The kind of kids that would cause strangers to stop you in the grocery store and compliment your beautiful progeny.

The kind of obedient youngsters that cause a waiter to stop and reflect upon how swell your young ones are and to share a few horror stories of those kids who were not.

I promise, on occasion, I have had those kids too.

But not yesterday.

I did not have those children yesterday.

I had the other kind.

The kind of urchins that make the other moms look at their own well-behaved offspring and smile.

Smile in pity at you and your sad self.

Smile in pride at their own small heavenly beings fluttering angelically around them while balancing their halos on their golden heads.

Okay, they probably aren’t smiling like that.

But it feels like it.

My kids were behaving in the manner that makes other people just feel straight up sorry for you.

The kind of way that causes them to assume you are pretty much on the teetering verge of insanity and your life must really be a mess.

Actually, to be fair, not every one of my kids was acting that way.

But to be sure, some of them were.

And at excessively loud volumes.

And with a bit of kicking thrown in and maybe even some head tosses and pushes.

Yeah.

It was lovely.

And it made me feel oh-so-proud.

No.

It made me avert my eyes and wish public spanking was alright.

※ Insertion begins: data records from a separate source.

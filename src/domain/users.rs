//! User account validation and normalization.

use crate::domain::error::DomainError;

pub const BIO_MAX_CHARS: usize = 500;
pub const PASSWORD_MIN_CHARS: usize = 6;
pub const PASSWORD_MAX_CHARS: usize = 128;
pub const COLLECTION_NAME_MAX_CHARS: usize = 100;
pub const COLLECTION_DESCRIPTION_MAX_CHARS: usize = 500;

pub fn validate_name(name: &str) -> Result<(), DomainError> {
    if name.trim().is_empty() {
        return Err(DomainError::validation("name can't be blank"));
    }
    Ok(())
}

pub fn validate_username(username: &str) -> Result<(), DomainError> {
    if username.is_empty() {
        return Err(DomainError::validation("username can't be blank"));
    }
    if !username
        .chars()
        .all(|ch| ch.is_ascii_alphanumeric() || ch == '_')
    {
        return Err(DomainError::validation(
            "username can only contain letters, numbers, and underscores",
        ));
    }
    Ok(())
}

pub fn validate_email(email: &str) -> Result<(), DomainError> {
    let mut parts = email.split('@');
    let local = parts.next().unwrap_or_default();
    let host = parts.next().unwrap_or_default();
    let valid = parts.next().is_none()
        && !local.is_empty()
        && !host.is_empty()
        && !email.contains(char::is_whitespace);
    if valid {
        Ok(())
    } else {
        Err(DomainError::validation("email is invalid"))
    }
}

pub fn validate_password(password: &str) -> Result<(), DomainError> {
    let length = password.chars().count();
    if length < PASSWORD_MIN_CHARS {
        return Err(DomainError::validation(format!(
            "password is too short (minimum is {PASSWORD_MIN_CHARS} characters)"
        )));
    }
    if length > PASSWORD_MAX_CHARS {
        return Err(DomainError::validation(format!(
            "password is too long (maximum is {PASSWORD_MAX_CHARS} characters)"
        )));
    }
    Ok(())
}

pub fn validate_bio(bio: &str) -> Result<(), DomainError> {
    if bio.chars().count() > BIO_MAX_CHARS {
        return Err(DomainError::validation(format!(
            "bio is too long (maximum is {BIO_MAX_CHARS} characters)"
        )));
    }
    Ok(())
}

/// Emails and usernames are stored lowercased so uniqueness is
/// case-insensitive.
pub fn normalize_handle(value: &str) -> String {
    value.trim().to_lowercase()
}

#[cfg(test)]
mod tests {
    use super::*;

    #[test]
    fn username_rejects_punctuation() {
        assert!(validate_username("daily_poet9").is_ok());
        assert!(validate_username("daily-poet").is_err());
        assert!(validate_username("").is_err());
    }

    #[test]
    fn email_requires_single_at_sign() {
        assert!(validate_email("poet@example.com").is_ok());
        assert!(validate_email("poet@").is_err());
        assert!(validate_email("poet example@x.com").is_err());
        assert!(validate_email("a@b@c").is_err());
    }

    #[test]
    fn password_length_window() {
        assert!(validate_password("verse1").is_ok());
        assert!(validate_password("short").is_err());
        assert!(validate_password(&"p".repeat(PASSWORD_MAX_CHARS + 1)).is_err());
    }

    #[test]
    fn handles_are_lowercased() {
        assert_eq!(normalize_handle("  Poet@Example.COM "), "poet@example.com");
    }
}
mod analytics;
mod auth;
mod collections;
mod comments;
mod notifications;
mod posts;
mod profiles;
mod search;
mod users;

pub use analytics::*;
pub use auth::*;
pub use collections::*;
pub use comments::*;
pub use notifications::*;
pub use posts::*;
pub use profiles::*;
pub use search::*;
pub use users::*;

It made me wish for large holes in the floor and to pray to the gods of peace and quiet that some would waft my way.

It made me doubt my job as a stay-at-home mother and question my desire to homeschool these hoodlums.

But mostly,

it made me just want to go home.

I had plans to head to Whole Foods following the registration excursion.

To stock up on $3 gallons of organic milk and low-priced beef.

I had even packed a picnic lunch in my foolish exuberant hopefulness.

But as I corralled my rowdy wranglers into our blazing hot wagon,

I didn’t even have the energy to turn the steering wheel in any direction other than home.

The kids ate their picnic in the car.

And I drove home.

Full of humbleness.

Full and overflowing.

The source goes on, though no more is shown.